● **ASSIGNMENT**:
Set down all of the lines below exactly as they are given.

*** SUPPLIED DATA Section Begins ***

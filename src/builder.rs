//! Builder for creating MultiReader instances.

use crate::engine::MultiReader;
use crate::error::DispatchError;

pub struct MultiReaderBuilder<Rd, C, O> {
    reader: Rd,
    combiner: C,
    options: O,
    nproc: usize,
    verbose: bool,
}

impl<Rd, C> MultiReaderBuilder<Rd, C, ()> {
    /// Start a builder with sequential reads and no options.
    pub fn new(reader: Rd, combiner: C) -> Self {
        Self {
            reader,
            combiner,
            options: (),
            nproc: 1,
            verbose: false,
        }
    }
}

impl<Rd, C, O> MultiReaderBuilder<Rd, C, O> {
    /// Set the options forwarded to every read.
    pub fn with_options<P>(self, options: P) -> MultiReaderBuilder<Rd, C, P> {
        MultiReaderBuilder {
            reader: self.reader,
            combiner: self.combiner,
            options,
            nproc: self.nproc,
            verbose: self.verbose,
        }
    }

    /// Set the number of worker threads; 1 means sequential.
    pub fn with_nproc(mut self, nproc: usize) -> Self {
        self.nproc = nproc;
        self
    }

    /// Log every completed read at info level instead of debug.
    pub fn with_verbose(mut self, verbose: bool) -> Self {
        self.verbose = verbose;
        self
    }

    pub fn build(self) -> Result<MultiReader<Rd, C, O>, DispatchError> {
        if self.nproc == 0 {
            return Err(DispatchError::InvalidParallelism(self.nproc));
        }

        Ok(MultiReader::new(
            self.reader,
            self.combiner,
            self.options,
            self.nproc,
            self.verbose,
        ))
    }
}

*** SUPPLIED DATA Section Ends ***

● **RESULT**:
filename src/builder.rs
//! Builder for creating MultiReader instances.

use crate::engine::MultiReader;
use crate::error::DispatchError;

pub struct MultiReaderBuilder<Rd, C, O> {
    reader: Rd,
    combiner: C,
    options: O,
    nproc: usize,
    verbose: bool,
}

impl<Rd, C> MultiReaderBuilder<Rd, C, ()> {
    /// Start a builder with sequential reads and no options.
    pub fn new(reader: Rd, combiner: C) -> Self {
        Self {
            reader,
            combiner,
            options: (),
            nproc: 1,
            verbose: false,
        }
    }
}

impl<Rd, C, O> MultiReaderBuilder<Rd, C, O> {
    /// Set the options forwarded to every read.
    pub fn with_options<P>(self, options: P) -> MultiReaderBuilder<Rd, C, P> {
        MultiReaderBuilder {
            reader: self.reader,
            combiner: self.combiner,
            options,
            nproc: self.nproc,
            verbose: self.verbose,
        }
    }

    /// Set the number of worker threads; 1 means sequential.
    pub fn with_nproc(mut self, nproc: usize) -> Self {
        self.nproc = nproc;
        self
    }

    /// Log every completed read at info level instead of debug.
    pub fn with_verbose(mut self, verbose: bool) -> Self {
        self.verbose = verbose;
        self
    }

    pub fn build(self) -> Result<MultiReader<Rd, C, O>, DispatchError> {
        if self.nproc == 0 {
            return Err(DispatchError::InvalidParallelism(self.nproc));
        }

        Ok(MultiReader::new(
            self.reader,
            self.combiner,
            self.options,
            self.nproc,
            self.verbose,
        ))
    }
}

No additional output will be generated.